Court permits joinder in BitTorrent filesharing case - anigbrowl
http://legaltimes.typepad.com/files/huvelle-opinion-voltage.pdf

======
anigbrowl
This is a rather technical decision in a content piracy lawsuit. Distributors
of _The Hurt Locker_ and other films have accused BitTorrent filesharers of
copyright infringement, and added a long list of potential defendants ('Does
1-1000,' as in 'John/Jane Doe') based on IP addresses.
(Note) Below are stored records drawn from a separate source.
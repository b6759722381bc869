//! Frontmatter extraction: the optional metadata block at the top of a
//! Markdown document.
//!
//! The parser is deliberately permissive and line-oriented — no YAML grammar.
//! Each interior line is split on its first colon; lines that do not look
//! like `key: value` are ignored rather than rejected, so stray prose inside
//! the block never fails a conversion. The one structural error is an opened
//! block that never closes: that cannot be distinguished from a document
//! whose entire body was swallowed by the block, so it is reported instead of
//! guessed at.
//!
//! ## Encoding
//!
//! Input is decoded as UTF-8 first. Files that fail UTF-8 validation fall
//! back to a single-byte Windows-1252 decode, so regional legacy files
//! convert instead of erroring out. The trade-off (mojibake on genuinely
//! non-Latin legacy encodings) matches what the conversion engine itself
//! would produce.

use crate::config::UnknownKeyPolicy;
use crate::error::Md2DocError;
use crate::metadata::DocumentMetadata;
use chrono::{Local, NaiveDate};
use once_cell::sync::Lazy;
use regex::Regex;
use std::path::Path;
use tracing::{debug, warn};

/// Result of splitting a document into metadata and body.
#[derive(Debug, Clone, PartialEq, Eq)]
pub struct Frontmatter {
    /// Parsed metadata; default (empty) when the document has no block.
    pub metadata: DocumentMetadata,
    /// Document body with the frontmatter block stripped.
    pub body: String,
}

static RE_KEY_VALUE: Lazy<Regex> =
    Lazy::new(|| Regex::new(r"^([A-Za-z_][A-Za-z0-9_]*)\s*:\s*(.+)$").unwrap());

/// Read and parse a Markdown file, splitting off its frontmatter block.
pub async fn parse_file(
    path: &Path,
    policy: UnknownKeyPolicy,
) -> Result<Frontmatter, Md2DocError> {
    let bytes = tokio::fs::read(path).await.map_err(|e| {
        if e.kind() == std::io::ErrorKind::NotFound {
            Md2DocError::InputNotFound {
                path: path.to_path_buf(),
            }
        } else {
            Md2DocError::InputUnreadable {
                path: path.to_path_buf(),
                source: e,
            }
        }
    })?;
    let content = decode(&bytes, path);
    parse_str(&content, policy, path)
}

/// Decode file bytes, falling back from UTF-8 to Windows-1252.
fn decode(bytes: &[u8], path: &Path) -> String {
    match std::str::from_utf8(bytes) {
        Ok(s) => s.to_string(),
        Err(_) => {
            warn!(
                "UTF-8 decoding failed for {}, falling back to Windows-1252",
                path.display()
            );
            let (decoded, _, _) = encoding_rs::WINDOWS_1252.decode(bytes);
            decoded.into_owned()
        }
    }
}

/// Parse already-decoded document text.
///
/// `origin` is only used in error messages.
pub fn parse_str(
    content: &str,
    policy: UnknownKeyPolicy,
    origin: &Path,
) -> Result<Frontmatter, Md2DocError> {
    let lines: Vec<&str> = content.split('\n').collect();

    // The block must open on the very first line with exactly `---`
    // (a trailing CR from CRLF files is tolerated).
    if lines.first().map(|l| l.trim_end()) != Some("---") {
        return Ok(Frontmatter {
            metadata: DocumentMetadata::default(),
            body: content.to_string(),
        });
    }

    let close = lines[1..]
        .iter()
        .position(|line| line.trim() == "---")
        .map(|i| i + 1);

    let Some(close) = close else {
        return Err(Md2DocError::FrontmatterUnterminated {
            path: origin.to_path_buf(),
        });
    };

    let mut metadata = DocumentMetadata::default();
    for line in &lines[1..close] {
        let line = line.trim();
        if line.is_empty() || line.starts_with('#') {
            continue;
        }
        let Some(caps) = RE_KEY_VALUE.captures(line) else {
            // Not a key: value line; ignore rather than fail.
            continue;
        };
        let key = &caps[1];
        let value = strip_quotes(caps[2].trim()).to_string();

        if key == "date" {
            metadata.date = Some(normalize_date(&value));
        } else if !metadata.set_recognized(key, value.clone()) {
            match policy {
                UnknownKeyPolicy::Drop => {
                    debug!("dropping unrecognized frontmatter key '{key}'");
                }
                UnknownKeyPolicy::Passthrough => {
                    metadata.extra.push((key.to_string(), value));
                }
            }
        }
    }

    let body = lines[close + 1..].join("\n");
    debug!("parsed frontmatter from {}", origin.display());

    Ok(Frontmatter { metadata, body })
}

/// Strip one pair of matching single or double quotes.
fn strip_quotes(value: &str) -> &str {
    let bytes = value.as_bytes();
    if bytes.len() >= 2 {
        let (first, last) = (bytes[0], bytes[bytes.len() - 1]);
        if (first == b'"' && last == b'"') || (first == b'\'' && last == b'\'') {
            return &value[1..value.len() - 1];
        }
    }
    value
}

/// Accepted input layouts for the `date` field.
const DATE_FORMATS: [&str; 5] = ["%Y-%m-%d", "%d.%m.%Y", "%d/%m/%Y", "%Y/%m/%d", "%d-%m-%Y"];

/// Normalize a date value to `YYYY-MM-DD`.
///
/// An empty value becomes today's date; a value in none of the accepted
/// layouts passes through unchanged with a warning.
fn normalize_date(value: &str) -> String {
    if value.is_empty() {
        return Local::now().date_naive().format("%Y-%m-%d").to_string();
    }
    for fmt in DATE_FORMATS {
        if let Ok(date) = NaiveDate::parse_from_str(value, fmt) {
            return date.format("%Y-%m-%d").to_string();
        }
    }
    warn!("could not parse date '{value}', using as-is");
    value.to_string()
}

#[cfg(test)]
mod tests {
    use super::*;
    use std::path::PathBuf;

    fn origin() -> PathBuf {
        PathBuf::from("test.md")
    }

    fn parse(content: &str) -> Frontmatter {
        parse_str(content, UnknownKeyPolicy::Drop, &origin()).unwrap()
    }

    #[test]
    fn well_formed_block_round_trip() {
        let fm = parse("---\ntitle: Example\n---\n# Body\n");
        assert_eq!(fm.metadata.title.as_deref(), Some("Example"));
        assert_eq!(fm.body, "# Body\n");
    }

    #[test]
    fn absent_block_returns_body_unchanged() {
        let content = "# Just a document\n\ntext\n";
        let fm = parse(content);
        assert!(fm.metadata.is_empty());
        assert_eq!(fm.body, content);
    }

    #[test]
    fn delimiter_must_open_on_first_line() {
        let content = "\n---\ntitle: Late\n---\n";
        let fm = parse(content);
        assert!(fm.metadata.is_empty());
        assert_eq!(fm.body, content);
    }

    #[test]
    fn unterminated_block_is_an_error() {
        let err = parse_str("---\ntitle: Truncated\n", UnknownKeyPolicy::Drop, &origin())
            .unwrap_err();
        assert!(matches!(err, Md2DocError::FrontmatterUnterminated { .. }));
    }

    #[test]
    fn quotes_are_stripped() {
        let fm = parse("---\ntitle: \"Quoted Title\"\nauthor: 'Someone'\n---\nbody");
        assert_eq!(fm.metadata.title.as_deref(), Some("Quoted Title"));
        assert_eq!(fm.metadata.author.as_deref(), Some("Someone"));
    }

    #[test]
    fn mismatched_quotes_are_kept() {
        let fm = parse("---\ntitle: \"Half quoted\n---\nbody");
        assert_eq!(fm.metadata.title.as_deref(), Some("\"Half quoted"));
    }

    #[test]
    fn comments_and_junk_lines_are_ignored() {
        let fm = parse("---\n# a comment\nnot a pair\ntitle: Kept\n---\nbody");
        assert_eq!(fm.metadata.title.as_deref(), Some("Kept"));
        assert!(fm.metadata.extra.is_empty());
    }

    #[test]
    fn unknown_keys_dropped_by_default() {
        let fm = parse("---\ncolour: red\ntitle: T\n---\n");
        assert!(fm.metadata.extra.is_empty());
    }

    #[test]
    fn unknown_keys_pass_through_when_configured() {
        let fm = parse_str(
            "---\ncolour: red\n---\n",
            UnknownKeyPolicy::Passthrough,
            &origin(),
        )
        .unwrap();
        assert_eq!(fm.metadata.extra, vec![("colour".to_string(), "red".to_string())]);
    }

    #[test]
    fn crlf_delimiters_are_tolerated() {
        let fm = parse("---\r\ntitle: Windows\r\n---\r\nbody\r\n");
        assert_eq!(fm.metadata.title.as_deref(), Some("Windows"));
    }

    #[test]
    fn date_normalization_table() {
        for (input, expected) in [
            ("2024-03-01", "2024-03-01"),
            ("01.03.2024", "2024-03-01"),
            ("01/03/2024", "2024-03-01"),
            ("2024/03/01", "2024-03-01"),
            ("01-03-2024", "2024-03-01"),
        ] {
            let fm = parse(&format!("---\ndate: {input}\n---\n"));
            assert_eq!(fm.metadata.date.as_deref(), Some(expected), "input {input}");
        }
    }

    #[test]
    fn unparseable_date_passes_through() {
        let fm = parse("---\ndate: sometime in spring\n---\n");
        assert_eq!(fm.metadata.date.as_deref(), Some("sometime in spring"));
    }

    #[test]
    fn empty_quoted_date_becomes_today() {
        let fm = parse("---\ndate: \"\"\n---\n");
        let today = Local::now().date_naive().format("%Y-%m-%d").to_string();
        assert_eq!(fm.metadata.date.as_deref(), Some(today.as_str()));
    }

    #[test]
    fn latin1_fallback_decodes_instead_of_failing() {
        // "Café" with a Latin-1 é byte — invalid UTF-8.
        let bytes = b"---\ntitle: Caf\xe9\n---\nbody";
        let content = decode(bytes, &origin());
        let fm = parse_str(&content, UnknownKeyPolicy::Drop, &origin()).unwrap();
        assert_eq!(fm.metadata.title.as_deref(), Some("Café"));
    }

    #[test]
    fn all_recognized_keys_parse() {
        let fm = parse(
            "---\ntitle: T\nsubtitle: S\nauthor: A\nversion: 1.0\n\
             date: 2024-01-02\ncustomer: C\nproject: P\n---\n",
        );
        let m = &fm.metadata;
        assert_eq!(m.title.as_deref(), Some("T"));
        assert_eq!(m.subtitle.as_deref(), Some("S"));
        assert_eq!(m.author.as_deref(), Some("A"));
        assert_eq!(m.version.as_deref(), Some("1.0"));
        assert_eq!(m.date.as_deref(), Some("2024-01-02"));
        assert_eq!(m.customer.as_deref(), Some("C"));
        assert_eq!(m.project.as_deref(), Some("P"));
    }
}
A large number of people have filed motions to have themselves dismissed from
the case or for protective orders that would prevent their future involvement,
on a variety of legal grounds. These have been denied by the court, on the
basis that the filers have yet to be named as defendants; although it's
possible that that will happen in the future should the IP addresses in the
plaintiff's complaint match up with the ISP customer accounts of the filers,
the court decided that pre-emptive dismissal hearings would likely result in a
colossal waste of time.

Most of the material in the linked opinion is civil procedure legalese that
will only be of interest to lawyers. On pages 14-16, however, the court
considers BitTorrent's method of operation, and specifically the plaintiff's
claim that the nature of seeding is such that any downloader of a specific
file via BitTorrent is by definition engaged in sharing that file for as long
as the BitTorrent client remains connected to the network and the file has not
been deleted. If I understand the court correctly, previous attempts to join
large numbers of defendants this way failed because the plaintiffs were
claiming that multiple copyrights were being infringed by all defendants - who
reasonably argued that such a shotgun approach risked penalizing individuals
for all possible crimes committed by everyone in a group. It was unreasonable
for plaintiffs in those cases to join defendants _en masse_ by pointing to the
availability of multiple torrents of copyrighted works, because there was no
basis to think that every defendant would necessarily have downloaded the same
movies, and thus they could not be said to be acting in concert.

Here, by contrast, there's a good chance that people who downloaded a torrent
for a specific movie went ahead and downloaded the movie, and if they were
ever a seed peer, then they must by definition have been acting in concert
with other seed peers to infringe upon the plaintiff's copyright. On that
basis, the judge rejected the procedural argument for dropping defendants from
the case at this stage and refused to guarantee immunity from future joinder.
So the case will go ahead for the time being, and seems as if it will be based
on a realistic description of how BitTorrent actually functions which is well
understood by the presiding judge - a small victory for the plaintiffs.

IANAL, plus I have only read it through once - so some or all of the above may
turn out to be incorrect. Don't construe anything I say as legal advice! Also,
I'm highlighting the particular issue that interests me, so don't mistake this
for a comprehensive summary either. In fact, don't read any of the above, and
if you did read it just forget about it :-)